A guest post by Michael Tingey primary school teacher, deputy head and dad of 2.

I’m not sure I have ever come across a toddler that doesn’t love books. They thrive under the positive attention they get from sitting and hearing stories with loved ones. These experiences provide them with moments of calm, times of great entertainment and opportunities to learn.

Yet, from my experience as a key stage 2 teacher, contrasting views towards reading are sadly quite prevalent. When teaching Y6s, I know of many children, particularly boys, that can think of nothing worse than sitting still and silent with a book. To motivate them with reading is a never ending challenge. So what goes wrong? What is happening to change children’s perceptions of books?  From my perspective, both home and school have lessons to learn.

Bed time reading is for life not just for toddlers!

Having had lovely experiences of hearing their parents reading wonderful stories with beautiful illustrations, when children start school, they are then subjected to uninspiring scheme books with very little storyline. “Sam runs in, Sam runs out, Tom runs in, Tom runs out.” Or something equally as trite. Don’t get me wrong, for an early reader, this is important as the books the children start to read do have to be pitched at their level. However, suddenly the quality time they were getting hearing books is now taken up with the painstakingly slow and the often stressful de-coding of words. Whereas before, all the attention was positive, now they can make mistakes. Whereas before the illustrations on books were colourful and interesting, now, the book in their hand was probably read by 500 other children over 20 years with a ripped corner, a fading picture and the wording on the spine barely legible.

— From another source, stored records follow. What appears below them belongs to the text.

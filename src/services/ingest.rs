//! Bulk ingestion of externally hosted images into the two storage tiers.
//!
//! Each image is fetched from its source URL, written to the originals
//! tier, and mirrored as a public rendition. Items are independent: a dead
//! link fails that item only, and upload is skipped when the stored
//! original already matches the source by byte size.

use crate::services::fetch::SourceImage;
use crate::services::naming::{self, PUBLIC_FORMAT, PUBLIC_WIDTH, content_type_for};
use crate::services::{MediaService, PipelineResult};
use bytes::Bytes;
use futures::future::join_all;
use serde::Serialize;
use tracing::{debug, info, warn};

/// Aggregate counters for one ingestion run. Every input image lands in
/// exactly one of succeeded/failed/skipped, and `total` always equals the
/// input length.
#[derive(Clone, Debug, Default, Serialize, PartialEq, Eq)]
pub struct IngestStatistics {
    pub total: usize,
    pub succeeded: usize,
    pub failed: usize,
    pub skipped: usize,
}

/// One processed image, whether freshly uploaded or skipped as already
/// migrated.
#[derive(Clone, Debug, Serialize)]
pub struct MigratedImage {
    pub file_name: String,
    pub original_path: String,
    pub public_path: String,
    pub public_url: String,
    pub sequence: u32,
    pub source_url: String,
    pub skipped: bool,
}

/// Result of one ingestion run.
#[derive(Clone, Debug, Serialize)]
pub struct IngestReport {
    pub migrated_images: Vec<MigratedImage>,
    pub statistics: IngestStatistics,
    /// One human-readable entry per failed item.
    pub errors: Vec<String>,
}

enum ItemOutcome {
    Migrated(MigratedImage),
    Skipped(MigratedImage),
    Failed(String),
}

impl MediaService {
    /// Ingest a batch of source images for one hotel.
    ///
    /// Sequence numbers continue after the highest sequence recorded in the
    /// metadata index and are assigned by input position, so a failed item
    /// still consumes its slot. Re-running the same batch before the index
    /// has been reconciled re-derives the same paths and skips every image
    /// whose stored original matches the source by byte size.
    ///
    /// Images are processed in bounded batches; within a batch they run
    /// concurrently and one item's failure never cancels its siblings.
    pub async fn ingest(
        &self,
        external_id: &str,
        images: Vec<SourceImage>,
    ) -> PipelineResult<IngestReport> {
        let hotel = self.resolve_hotel(external_id).await?;
        let slug = naming::normalize_slug(&hotel.slug);
        let start_seq = self.next_sequence(external_id).await?;
        info!(
            external_id,
            slug = %slug,
            count = images.len(),
            start_seq,
            "starting media ingestion"
        );

        let mut migrated_images = Vec::new();
        let mut statistics = IngestStatistics {
            total: images.len(),
            ..Default::default()
        };
        let mut errors = Vec::new();

        let items: Vec<(u32, SourceImage)> = images
            .into_iter()
            .enumerate()
            .map(|(i, image)| (start_seq + i as u32, image))
            .collect();

        for batch in items.chunks(self.ingest_batch_size.max(1)) {
            let outcomes = join_all(
                batch
                    .iter()
                    .map(|(seq, image)| self.ingest_one(&slug, external_id, *seq, image)),
            )
            .await;

            for outcome in outcomes {
                match outcome {
                    ItemOutcome::Migrated(image) => {
                        statistics.succeeded += 1;
                        migrated_images.push(image);
                    }
                    ItemOutcome::Skipped(image) => {
                        statistics.skipped += 1;
                        migrated_images.push(image);
                    }
                    ItemOutcome::Failed(message) => {
                        statistics.failed += 1;
                        errors.push(message);
                    }
                }
            }
        }

        info!(external_id, ?statistics, "media ingestion finished");
        Ok(IngestReport {
            migrated_images,
            statistics,
            errors,
        })
    }

    /// Highest sequence the metadata index records for the hotel, plus one.
    ///
    /// The index is rebuilt by reconciliation, not by ingestion, so a
    /// re-run ahead of the next reconcile sweep lands on the same numbers
    /// and the byte-size skip can recognize already-migrated images.
    async fn next_sequence(&self, external_id: &str) -> PipelineResult<u32> {
        let max: (Option<i64>,) =
            sqlx::query_as("SELECT MAX(sequence) FROM media_index WHERE external_id = ?")
                .bind(external_id)
                .fetch_one(&*self.db)
                .await?;
        Ok(max.0.unwrap_or(0).max(0) as u32 + 1)
    }

    async fn ingest_one(
        &self,
        slug: &str,
        external_id: &str,
        seq: u32,
        image: &SourceImage,
    ) -> ItemOutcome {
        match self.try_ingest_one(slug, external_id, seq, image).await {
            Ok(outcome) => outcome,
            Err(err) => {
                warn!(url = %image.url, seq, "image ingestion failed: {}", err);
                ItemOutcome::Failed(format!("{}: {}", image.url, err))
            }
        }
    }

    async fn try_ingest_one(
        &self,
        slug: &str,
        external_id: &str,
        seq: u32,
        image: &SourceImage,
    ) -> PipelineResult<ItemOutcome> {
        let ext = naming::extension_of(&image.url);
        let original_name = naming::original_filename(slug, external_id, seq, &ext);
        let original_path = naming::original_path(slug, &original_name);
        let public_name =
            naming::public_filename(slug, external_id, seq, PUBLIC_WIDTH, PUBLIC_FORMAT);
        let public_path = naming::public_path(slug, &public_name);

        let fetched = self.fetcher.fetch_bytes(&image.url).await?;

        let migrated = MigratedImage {
            file_name: original_name,
            original_path: original_path.clone(),
            public_path: public_path.clone(),
            public_url: self.store.public_url(&public_path),
            sequence: seq,
            source_url: image.url.clone(),
            skipped: false,
        };

        // Byte-size equality is the only change-detection signal here; a
        // matching size means the image was migrated by an earlier run.
        if let Some(existing) = self.store.download(&original_path).await? {
            if existing.len() == fetched.len() {
                debug!(path = %original_path, "already migrated, skipping upload");
                return Ok(ItemOutcome::Skipped(MigratedImage {
                    skipped: true,
                    ..migrated
                }));
            }
        }

        self.store
            .upload(
                &original_path,
                fetched.clone(),
                Some(content_type_for(&original_path)),
                true,
            )
            .await?;

        // The public rendition is best-effort: the original landing is what
        // makes the item migrated.
        if let Err(err) = self
            .store
            .upload(
                &public_path,
                derive_public_rendition(&fetched),
                Some(content_type_for(&public_path)),
                true,
            )
            .await
        {
            warn!(path = %public_path, "public rendition upload failed: {}", err);
        }

        Ok(ItemOutcome::Migrated(migrated))
    }
}

/// Derive the web-optimized public rendition from original bytes.
///
/// Pass-through: the public tier carries the original payload under the
/// rendition name.
fn derive_public_rendition(original: &Bytes) -> Bytes {
    original.clone()
}

#[cfg(test)]
mod tests {
    use super::*;
    use crate::services::PipelineError;
    use crate::services::testutil::{seed_hotel, service_with_images};
    use std::collections::HashMap;

    fn three_images() -> HashMap<String, Bytes> {
        HashMap::from([
            (
                "https://img.example.com/pool.jpg".to_string(),
                Bytes::from(vec![1u8; 100]),
            ),
            (
                "https://img.example.com/lobby.jpg".to_string(),
                Bytes::from(vec![2u8; 200]),
            ),
            (
                "https://img.example.com/suite.jpg".to_string(),
                Bytes::from(vec![3u8; 300]),
            ),
        ])
    }

    fn sources() -> Vec<SourceImage> {
        ["pool", "lobby", "suite"]
            .iter()
            .map(|name| SourceImage {
                url: format!("https://img.example.com/{}.jpg", name),
                source_label: Some(name.to_string()),
            })
            .collect()
    }

    #[tokio::test]
    async fn ingests_three_images_with_contiguous_sequences() {
        let (_dir, service) = service_with_images(three_images()).await;
        seed_hotel(&service.db, "12345", "aman-tokyo").await;

        let report = service.ingest("12345", sources()).await.unwrap();
        assert_eq!(
            report.statistics,
            IngestStatistics {
                total: 3,
                succeeded: 3,
                failed: 0,
                skipped: 0
            }
        );
        assert!(report.errors.is_empty());

        for seq in 1..=3u32 {
            let original = format!("originals/aman-tokyo/aman-tokyo_12345_{:02}.jpg", seq);
            let public = format!("public/aman-tokyo/aman-tokyo_12345_{:02}_1600w.webp", seq);
            assert!(service.store.download(&original).await.unwrap().is_some());
            assert!(service.store.download(&public).await.unwrap().is_some());
        }
    }

    #[tokio::test]
    async fn second_run_skips_everything_by_byte_size() {
        let (_dir, service) = service_with_images(three_images()).await;
        seed_hotel(&service.db, "12345", "aman-tokyo").await;

        let first = service.ingest("12345", sources()).await.unwrap();
        assert_eq!(first.statistics.succeeded, 3);

        let second = service.ingest("12345", sources()).await.unwrap();
        assert_eq!(second.statistics.skipped, second.statistics.total);
        assert_eq!(second.statistics.succeeded, 0);
        assert!(second.migrated_images.iter().all(|m| m.skipped));
    }

    #[tokio::test]
    async fn sequences_continue_after_indexed_ones() {
        let (_dir, service) = service_with_images(three_images()).await;
        seed_hotel(&service.db, "12345", "aman-tokyo").await;

        // Reconciled index already records sequences up to 5.
        sqlx::query(
            "INSERT INTO media_index (id, external_id, file_name, file_path, storage_path, \
             public_url, file_type, file_size, slug, sequence, original_url, updated_at) \
             VALUES (?, '12345', 'aman-tokyo_12345_05.jpg', \
             'originals/aman-tokyo/aman-tokyo_12345_05.jpg', 'originals/aman-tokyo', 'u', \
             'image/jpeg', 10, 'aman-tokyo', 5, NULL, datetime('now'))",
        )
        .bind(uuid::Uuid::new_v4())
        .execute(&*service.db)
        .await
        .unwrap();

        let report = service.ingest("12345", sources()).await.unwrap();
        let seqs: Vec<u32> = report.migrated_images.iter().map(|m| m.sequence).collect();
        assert_eq!(seqs, vec![6, 7, 8]);
    }

    #[tokio::test]
    async fn one_dead_link_fails_only_its_item() {
        let mut images = three_images();
        images.remove("https://img.example.com/lobby.jpg");
        let (_dir, service) = service_with_images(images).await;
        seed_hotel(&service.db, "12345", "aman-tokyo").await;

        let report = service.ingest("12345", sources()).await.unwrap();
        assert_eq!(report.statistics.total, 3);
        assert_eq!(report.statistics.succeeded, 2);
        assert_eq!(report.statistics.failed, 1);
        assert_eq!(report.errors.len(), 1);
        assert!(report.errors[0].contains("lobby.jpg"));

        // The failed item consumed its sequence slot: survivors are 01 and 03.
        let seqs: Vec<u32> = report.migrated_images.iter().map(|m| m.sequence).collect();
        assert_eq!(seqs, vec![1, 3]);
    }

    #[tokio::test]
    async fn unknown_hotel_is_rejected_before_io() {
        let (_dir, service) = service_with_images(HashMap::new()).await;
        let err = service.ingest("99999", sources()).await.unwrap_err();
        assert!(matches!(err, PipelineError::HotelNotFound(_)));
    }
}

Therefore, I believe it’s really important that children still have to have that time dedicated to hearing their parents and teachers read to them. With so much pressure on schools to cover the curriculum, often there is little time to stop everything and read. But, teachers need to invest this time into the incredibly busy schedules to simply down tools and read- it just has to be a priority to foster this love of reading.

I also believe schools should send home 2 books with their pupils, right up until upper KS2 when the children are more fluent readers. 1 book at the child’s level to read and another for families to share with the child so that, collectively and collaboratively, we can maintain the positive reading culture they had as a toddler.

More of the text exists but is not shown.